Stage II (age 12-24 months.): Ataxia of the body and gait, waving and twitching movements of the hands, unusual fingering.

Stage III: loss of previously acquired skills, ability to play, communicate (including visual).

Stage IV: the breakdown of speech, the occurrence of echolalia (including retarded ones), misuse of pronouns.

The first stage is stagnation. It includes slowing the child’s psychomotor development, slowing down head growth, loss of interest in games, diffuse muscle hypotension.

The second stage – a regression of neuropsychic development – is accompanied by bouts of anxiety, “inconsolable scream”, sleep disturbances. Within a few weeks, the child loses his previously acquired skills, stops talking. Which is often mistakenly interpreted as autism. Stereotypical movements appear – “washing the hands”, squeezing, squeezing, sucking and biting the hands, tapping them on the chest and face, ataxia and apraxia. The balance is disturbed when walking, the ability to walk is lost. More than half of the children have abnormal breathing in the form of apnea for up to 1-2 minutes, alternating with periods of hyperventilation. Respiratory disorders are observed during wakefulness and are absent during sleep. In 50-80% of girls with Rett syndrome, various types of epileptic seizures develop that are difficult to treat with anticonvulsants. Most often these are generalized tonic-clonic seizures, complex and simple partial convulsions, drop attacks.

After the regression phase, the third stage begins – the pseudostationary, encompassing a long period of preschool and early school age. The condition of children is relatively stable. Deep mental retardation, seizures, extrapyramidal disorders like muscular dystonia, ataxia, hyperkinesis come to the fore. Attacks of anxiety are not noted.

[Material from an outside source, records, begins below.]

//! Merkleization primitives shared by every SSZ type descriptor.
//!
//! The chunk hash is SHA-256 over the 64-byte concatenation of two
//! chunks; everything here is a deterministic function of its inputs
//! except the zero-hash table, which is computed once on first use.

#[macro_use]
extern crate lazy_static;

mod merkleize;

pub use ethereum_types::H256;
pub use merkleize::{hash_concat, merkleize, mix_in_length, pack, zero_hash, MAX_TREE_DEPTH};

/// Number of bytes in a Merkle tree leaf.
pub const BYTES_PER_CHUNK: usize = 32;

At the end of the first decade of life, the fourth stage begins – the progression of motor disorders. Patients become immobilized, spasticity, muscle atrophy, secondary deformations – scoliosis – increase, vasomotor disorders appear mainly in the lower extremities. Growth retardation without delay in puberty is characteristic. There is a tendency to the development of cachexia. Seizures are rare. In patients with Rett syndrome, against the background of the total disintegration of all areas of activity, emotional communication and attachments corresponding to the level of their mental development are preserved for the longest time.

Diagnosis of Rett Syndrome

Diagnostic Criteria for Rett Syndrome by E. Trevathan

Mandatory:

1. normal pre- and perinatal periods;
2. normal psychomotor development during the first 6-18 months. life;
3. normal head circumference at birth;
4. a slowdown in head growth from 5 months. up to 4 years;
5. loss of acquired hand movements between the ages of 6 and 30 months, associated in time with a violation of communication;
6. deep damage to expressive and impressive speech, gross delay in psychomotor development;
7. stereotypical hand movements, reminiscent of squeezing, squeezing hands, clapping, “washing hands”, rubbing them, appearing after the loss of purposeful movements;
8. the appearance of gait disorders (apraxia and ataxia) at the age of 1-4 years.

Additional:

1. respiratory distress (periodic apnea during wakefulness, intermittent hyperventilation, aerophagy);
2. convulsive seizures;
3. spasticity, often combined with dystonia and muscle atrophy;
4. scoliosis;
5. growth retardation;
6. hypotrophic small feet;
7. EEG abnormalities (a slow background rhythm and a periodic slowdown of the rhythm to 3-5 Hz, central-temporal Spikes are described as in the case of fragmentary X chromosome and Roland epilepsy).

Rett Syndrome Treatment

Mostly symptomatic. The drug of choice is bromocriptine or perlodel. In the presence of seizures, anticonvulsants are recommended. Family therapy is appropriate. A broad educational approach is needed to help develop adaptive skills.